On the remit of the Ombudsman for Children, I believe it could be done by statutory instrument or ministerial order. It is, therefore, an issue of political will. If one goes back to the debate in the Houses of the Oireachtas on the Ombudsman for Children Act 2002, this issue was raised. Would we leave an especially vulnerable group of children and young people outside the scope of the Ombudsman for Children’s investigatory remit? In response the former Minister Mary Hanafin said, “The children of asylum seekers and refugees will have access to the Ombudsman for Children in the same way as every other child in Ireland.” That is what the Houses were told. The only thing excluded is the administration of the law, that is, the procedures for defining and determining whether a person is entitled to a particular status. She also explained:
If, however, there are problems in relation to delays, the provision of accommodation, nutrition, housing, etc, those issues are covered. This provision is only to ensure there is not a duplication of the actual process of the administration of the law.
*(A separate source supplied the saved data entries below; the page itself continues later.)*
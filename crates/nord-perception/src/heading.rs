//! Heading (yaw) extraction.

use nord_types::Quaternion;

/// Rotation about the vertical axis, in radians.
///
/// Returns the principal value of `atan2`, so the result lies in `[−π, π]`.
/// For finite inputs a 180° yaw gives `+π`; `−π` only appears when the sine
/// term is a negative zero (`atan2(−0.0, −1.0)`), which is the same
/// direction, so in practice the range is `(−π, π]`. A turn through ±180° jumps from near `+π` to near `−π` in one step; the
/// discontinuity is part of the output contract and is not unwrapped.
pub fn heading(q: &Quaternion) -> f64 {
    let siny_cosp = 2.0 * (q.w * q.z + q.x * q.y);
    let cosy_cosp = 1.0 - 2.0 * (q.y * q.y + q.z * q.z);
    siny_cosp.atan2(cosy_cosp)
}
Why does the Ombudsman for Children not have a remit to look at the application? We live on an island, but we really are an island as far as the rest of Europe is concerned because children in other countries can go to their ombudsman for children. It is enshrined in the Constitution that all children are equal, yet now we say we will interpret it slightly differently and that children in direct provision centres do not have the same rights. The Ombudsman for Children and Mr. Peter Tyndall made a joint submission to the working group which clearly explained the benefits, from their involvement in the direct provision system, that their experience could bring and the ease with which they could move into that space if allowed to do so.
The Minister of State has talked about the additional resources that would be needed. It makes me more fearful because it means that he believes there would be lots of complaints and resources needed. What is happening if we know that we will need all of these additional resources? We would need some resources. He goes on to say it is also important to recall that the working group looked specifically at the possibility of setting up a separate complaints procedure but rejected the idea in favour of extending the remit in order that the established offices could take on this role. It is welcome that the Minister for Justice and Equality will meet the Ombudsman for Children next Wednesday. I hope we will move on this issue because it is about giving people hope.
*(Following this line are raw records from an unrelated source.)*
use chrono::{DateTime, Utc};
use serde::{Deserialize, Serialize};
use thiserror::Error;
use uuid::Uuid;

/// Fused orientation of the sensor relative to the world frame (w, x, y, z
/// convention).
///
/// Assumed unit-norm by the upstream fusion stage; nothing here enforces it.
#[derive(Debug, Clone, Copy, PartialEq, Serialize, Deserialize)]
pub struct Quaternion {
    pub w: f64,
    pub x: f64,
    pub y: f64,
    pub z: f64,
}

impl Quaternion {
    pub fn new(w: f64, x: f64, y: f64, z: f64) -> Self {
        Self { w, x, y, z }
    }

    /// The identity rotation (robot level, facing the world reference
    /// direction).
    pub fn identity() -> Self {
        Self::new(1.0, 0.0, 0.0, 0.0)
    }

    /// Euclidean norm |q|.
    pub fn norm(&self) -> f64 {
        (self.w * self.w + self.x * self.x + self.y * self.y + self.z * self.z).sqrt()
    }
}

/// A robot-frame vector.
///
/// On the wire the axes keep the IMU's `x`/`y`/`z` names; in code they are
/// named after the robot body: `right` is lateral, `forward` is the direction
/// the front of the robot travels, `up` is the PCB normal.
#[derive(Debug, Clone, Copy, Default, PartialEq, Serialize, Deserialize)]
pub struct Vector3 {
    #[serde(rename = "x")]
    pub right: f64,
    #[serde(rename = "y")]
    pub forward: f64,
    #[serde(rename = "z")]
    pub up: f64,
}

impl Vector3 {
    pub fn new(right: f64, forward: f64, up: f64) -> Self {
        Self { right, forward, up }
    }
}

/// Gyroscope rates (rad/s).
///
/// `x` is pitch, `y` is slope (rotation around the cord axis), `z` is
/// rotation around the PCB normal.
#[derive(Debug, Clone, Copy, Default, PartialEq, Serialize, Deserialize)]
pub struct AngularVelocity {
    pub x: f64,
    pub y: f64,
    pub z: f64,
}

/// One raw IMU reading as delivered on `/imu/data`.
///
/// Field names follow `sensor_msgs/Imu`; covariances and the header are
/// ignored when decoding.
#[derive(Debug, Clone, Copy, PartialEq, Serialize, Deserialize)]
pub struct ImuSample {
    pub orientation: Quaternion,
    #[serde(default)]
    pub angular_velocity: AngularVelocity,
    pub linear_acceleration: Vector3,
}

/// Heading plus gravity-compensated acceleration, published on
/// `/imu/calc_data` once per processed sample.
#[derive(Debug, Clone, Copy, PartialEq, Serialize, Deserialize)]
pub struct CalculatedSample {
    /// Heading in radians, principal value of `atan2`.
    pub direction: f64,
    pub acc_forward: f64,
    pub acc_right: f64,
    pub acc_up: f64,
}

/// An abrupt change in compensated acceleration between two consecutive
/// samples, published on `/imu/bump`.
#[derive(Debug, Clone, Copy, PartialEq, Serialize, Deserialize)]
pub struct BumpEvent {
    /// Delta forward acceleration (m/s²).
    pub x: f64,
    /// Delta up acceleration (m/s²).
    pub y: f64,
    /// Delta lateral acceleration, present only when the detector folds the
    /// lateral axis into its magnitude.
    #[serde(default, skip_serializing_if = "Option::is_none")]
    pub lateral: Option<f64>,
}

/// Unified event wrapper for the in-process event bus.
#[derive(Debug, Clone, Serialize, Deserialize)]
pub struct Event {
    pub id: Uuid,
    pub timestamp: DateTime<Utc>,
    /// e.g., "nord-middleware::bridge/imu/data"
    pub source: String,
    pub payload: EventPayload,
}

impl Event {
    /// Wrap `payload` with a fresh id and the current time.
    pub fn new(source: impl Into<String>, payload: EventPayload) -> Self {
        Self {
            id: Uuid::new_v4(),
            timestamp: Utc::now(),
            source: source.into(),
            payload,
        }
    }
}

/// Variants of data routed over the event bus.
#[derive(Debug, Clone, Serialize, Deserialize)]
pub enum EventPayload {
    Imu(ImuSample),
    Calculated(CalculatedSample),
    Bump(BumpEvent),
    SensorFault { component: String, message: String },
}

/// Error type spanning frame decoding, sample validation, transport and
/// configuration failures.
#[derive(Error, Debug, Serialize, Deserialize)]
pub enum NordError {
    #[error("Invalid IMU sample: {0}")]
    InvalidSample(String),

    #[error("Frame Parsing Error: {0}")]
    Parsing(String),

    #[error("Serialization Error: {0}")]
    Serialization(String),

    #[error("Channel Error: {0}")]
    Channel(String),

    #[error("Configuration Error: {0}")]
    Config(String),
}
//! Per-sample pipeline.
//!
//! Stages run in fixed order: gravity compensation → heading → bump
//! detection → output assembly. [`process`] is the whole transform; the
//! caller owns the [`BumpHistory`] and passes it in.
//!
//! [`ImuProcessor`] bundles a config, a history and the last angular
//! velocity for hosts that drive one sensor stream from one place.

use nord_types::{AngularVelocity, BumpEvent, CalculatedSample, ImuSample};

use crate::bump::{BumpAxes, BumpHistory, DEFAULT_BUMP_THRESHOLD};
use crate::gravity::{STANDARD_GRAVITY, compensate};
use crate::heading::heading;

// ────────────────────────────────────────────────────────────────────────────
// Configuration
// ────────────────────────────────────────────────────────────────────────────

/// Tunables for the transform.
#[derive(Debug, Clone, Copy, PartialEq)]
pub struct ProcessorConfig {
    /// Scale applied to the gravity unit vector (m/s²).
    pub gravity_g: f64,
    /// Jump magnitude above which a bump fires (m/s²).
    pub bump_threshold: f64,
    /// Axes contributing to the jump magnitude.
    pub bump_axes: BumpAxes,
}

impl Default for ProcessorConfig {
    fn default() -> Self {
        Self {
            gravity_g: STANDARD_GRAVITY,
            bump_threshold: DEFAULT_BUMP_THRESHOLD,
            bump_axes: BumpAxes::ForwardUp,
        }
    }
}

// ────────────────────────────────────────────────────────────────────────────
// Stateless transform
// ────────────────────────────────────────────────────────────────────────────

/// Transform one sample.
///
/// Always returns exactly one [`CalculatedSample`]; returns a [`BumpEvent`]
/// only when the compensated acceleration jumped past the threshold since
/// the previous call with the same `history`. `history` is updated on every
/// call.
pub fn process(
    config: &ProcessorConfig,
    history: &mut BumpHistory,
    sample: &ImuSample,
) -> (CalculatedSample, Option<BumpEvent>) {
    let q = &sample.orientation;
    let acc = compensate(q, &sample.linear_acceleration, config.gravity_g);
    let direction = heading(q);
    let bump = history.detect(&acc, config.bump_threshold, config.bump_axes);

    let out = CalculatedSample {
        direction,
        acc_forward: acc.forward,
        acc_right: acc.right,
        acc_up: acc.up,
    };
    (out, bump)
}

// ────────────────────────────────────────────────────────────────────────────
// ImuProcessor
// ────────────────────────────────────────────────────────────────────────────

/// Owns the cross-sample state of one sensor stream.
///
/// Not meant to be shared between streams or driven from several threads at
/// once; create one per physical IMU.
#[derive(Debug, Clone)]
pub struct ImuProcessor {
    config: ProcessorConfig,
    history: BumpHistory,
    last_angular_velocity: AngularVelocity,
}

impl ImuProcessor {
    pub fn new(config: ProcessorConfig) -> Self {
        Self {
            config,
            history: BumpHistory::new(),
            last_angular_velocity: AngularVelocity::default(),
        }
    }

    /// Run [`process`] against this stream's history.
    pub fn process(&mut self, sample: &ImuSample) -> (CalculatedSample, Option<BumpEvent>) {
        self.last_angular_velocity = sample.angular_velocity;
        process(&self.config, &mut self.history, sample)
    }

    pub fn config(&self) -> &ProcessorConfig {
        &self.config
    }

    /// The compensated reading the next sample will be compared against.
    pub fn history(&self) -> &BumpHistory {
        &self.history
    }

    /// Gyro rates of the most recent sample. Not part of any output.
    pub fn last_angular_velocity(&self) -> AngularVelocity {
        self.last_angular_velocity
    }

    /// Forget all carried state, as if freshly constructed.
    pub fn reset(&mut self) {
        self.history = BumpHistory::new();
        self.last_angular_velocity = AngularVelocity::default();
    }
}

// ────────────────────────────────────────────────────────────────────────────
// Tests
// ────────────────────────────────────────────────────────────────────────────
I explain that my job is about nudging. When one is in a direct provision system, it is difficult to understand the nuances in things moving forward and progressing. People need hope and we need to see some big changes. We need to see an increase in the amount of money given to those in direct provision centres in line with the working group’s report. Although a figure of 60% makes for a good news day, it has not risen in 15 years. The people concerned cannot afford to do the normal things children do. I want to be happy that we are moving forward and have a great report, but we are not doing enough. I hope that when the House comes back, Senators will again unite and push firmly for change.
I thank the cross-party group and all Senators who have united on this issue. In particular, I thank the working group’s members, the secretariat, the different Departments that have come together on the issue and, in particular, Dr. Bryan McMahon. We now need to stop the discussion and begin implementation. We need to ensure hope for all citizens and that children are children first and foremost.